17 julho 2016

Coluna do Cláudio Humberto: Poder, política e bastidores








Os partidos políticos tomaram R$ 368,78 milhões do contribuinte, entre janeiro e junho deste ano, a pretexto de “fundo partidário”. O PT de Dilma e Lula foi o partido que mais embolsou nosso dinheiro em 2016: R$49,03 milhões; seguido pelo PSDB de Aécio, com R$40,4 milhões e pelo PMDB do presidente interino Michel Temer, com R$ 39,4 milhões. Ainda assim parlamentares aprovaram, em 2015, triplicar o fundo.


A expectativa é que os partidos políticos brasileiros com representação na Câmara dos Deputados levem R$819 milhões apenas este ano.

DESCULPA É ‘AJUSTE FISCAL’

O relator do Orçamento na Câmara, Ricardo Barros (PP-PR), emplacou uma emenda de sua autoria que elevava o fundo para R$600 milhões

TRIPLICOU

Até 2015, o Fundo Partidário pagava cerca de R$ 300 milhões para os mais de 25 partidos políticos com representação na Câmara.


Além dos milhões do fundo, o PT ainda arranca grana de trouxas com a “vaquinha” para viagens de Dilma. Já faturou quase R$1 milhão.


A investigação sobre a União Nacional dos Estudantes está pronta para começar na Câmara, mas o PCdoB, que controla a entidade há décadas, tenta de tudo para enterrar a CPI. O partido chegou até a negociar votar no presidente da Câmara, Rodrigo Maia (DEM-RJ), em troca, entre outras coisas, do sepultamento da CPI. Em julho, Waldir Maranhão (PP-MA) anulou a criação da comissão, pressionado pelo governador do Maranhão, seu conterrâneo Flávio Dino, do PCdoB.

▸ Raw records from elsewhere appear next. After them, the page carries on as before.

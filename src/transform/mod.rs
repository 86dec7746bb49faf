//! AI image transform — turns a drawing selection into a generated image.
//!
//! DESIGN
//! ======
//! The shell and HTTP layer only see [`TransformImage`], an injected trait
//! returning an image URL for a serialized drawing payload. The concrete
//! client ([`openai::OpenAiImageClient`]) talks to an OpenAI-compatible
//! image-generation endpoint. The whole feature is optional: a missing API
//! key disables it with a warning rather than failing startup.

pub mod openai;

pub use openai::{OpenAiImageClient, TransformConfig};

// =============================================================================
// ERRORS
// =============================================================================

/// Errors produced by the transform service.
#[derive(Debug, thiserror::Error)]
pub enum TransformError {
    /// No transform client is configured for this process.
    #[error("transform service not configured")]
    NotConfigured,

    /// The selection cannot be sent for transformation.
    #[error("selection is not transformable: {0}")]
    InvalidSelection(String),

    /// The required API key environment variable is not set.
    #[error("missing API key: env var {var} not set")]
    MissingApiKey { var: String },

    /// The HTTP request to the transform provider failed.
    #[error("transform request failed: {0}")]
    ApiRequest(String),

    /// The provider returned a non-success HTTP status.
    #[error("transform response error: status {status}")]
    ApiResponse { status: u16, body: String },

    /// The provider response body could not be deserialized.
    #[error("transform response parse failed: {0}")]
    ApiParse(String),

    /// The provider answered without any image.
    #[error("no image received from transform service")]
    EmptyResponse,

    /// The underlying HTTP client could not be constructed.
    #[error("HTTP client build failed: {0}")]
    HttpClientBuild(String),
}

impl crate::ErrorCode for TransformError {
    fn error_code(&self) -> &'static str {
        match self {
            Self::NotConfigured => "E_TRANSFORM_NOT_CONFIGURED",
            Self::InvalidSelection(_) => "E_INVALID_SELECTION",
            Self::MissingApiKey { .. } => "E_MISSING_API_KEY",
            Self::ApiRequest(_) => "E_API_REQUEST",
            Self::ApiResponse { .. } => "E_API_RESPONSE",
            Self::ApiParse(_) => "E_API_PARSE",
            Self::EmptyResponse => "E_EMPTY_RESPONSE",
            Self::HttpClientBuild(_) => "E_HTTP_CLIENT_BUILD",
        }
    }

    fn retryable(&self) -> bool {
        matches!(
            self,
            Self::ApiRequest(_) | Self::ApiResponse { status: 429 | 500..=599, .. }
        )
    }
}

// =============================================================================
// TRAIT
// =============================================================================

/// Async seam for the image transform service. Enables mocking in tests.
#[async_trait::async_trait]
pub trait TransformImage: Send + Sync {
    /// Transform a serialized drawing payload into an image URL.
    ///
    /// # Errors
    ///
    /// Returns a [`TransformError`] if the provider request fails, the
    /// response is malformed, or no image comes back.
    async fn transform(&self, drawing: &serde_json::Value) -> Result<String, TransformError>;
}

Há recurso apresentado contra a decisão de Waldir Maranhão. Rodrigo Maia não garante acatá-lo, mas promete: “Vamos analisá-lo”.


A UNE, que acusa “golpe” de Temer, mas se calou no Mensalão e no Petrolão, recebeu pelo menos R$ 44 milhões nos governos do PT


Conforme antecipou esta coluna, a UNE ameaça invasões e até vandalismo, inclusive no Ministério da Educação, caso a CPI prospere.


“Eles não têm argumento jurídico para fazer frente à nossa acusação. Se eles tivessem eles não precisariam ficar com esse discurso [de golpe]”, explica Janaína Paschoal, uma dos autoras do pedido de impeachment de Dilma, em entrevista exclusiva ao site Diário do Poder.


Rogério Rosso (PSD-DF) perdeu a eleição na Câmara, e a irmã dele, Gabriela Rosso, perdeu o cargo na Liderança do partido do irmão, no Senado, onde ganhava R$ 14 mil por mês desde março de 2015.


Ex-presidente da OAB do Rio de Janeiro e atual deputado federal pelo PT-RJ, Wadih Damous, deve ser o candidato a vice-prefeito na eleição deste ano chapa da deputada Jandira Feghalli (PCdoB).


Ex-ministros de Dilma, os peemedebistas Marcelo Castro (PI) e Celso Pansera (RJ) lançaram candidaturas como retaliação a Michel Temer pela demora na distribuição de cargos e contra a demissão de petistas.


O Planalto entrou em campo para esvaziar a candidatura de Marcelo Castro, o ex-ministro abestado da Saúde, a presidente da Câmara. “Não entenderam que agora são governo,” brinca Jarbas Vasconcelos.


Com apoio do PT, o novo presidente da Câmara, Rodrigo Maia (DEM-RJ) avisou ao Planalto que não vai “vender a alma”, mas respeitará a proporcionalidade para relatorias de projetos e comissões.


Em Belém (PA), o Comissariado da Infância e Juventude resgatou duas crianças, uma de colo e outra de 11 anos, com a mãe em situação de risco. Ela usava os filhos para pedir esmola em semáforos. As crianças foram encaminhadas para um abrigo pelo Conselho Tutelar.


“O Estado tem o dever de apresentar a sua política de inteligência e não a política de brutalidade”, disse o presidente da OAB-SE, Henri Clay, sobre a onda de violência que assusta moradores do Sergipe.


...com a crise, o PMDB na Presidência e o DEM no comando da Câmara o clima está cada vez mais parecido com a década de 80.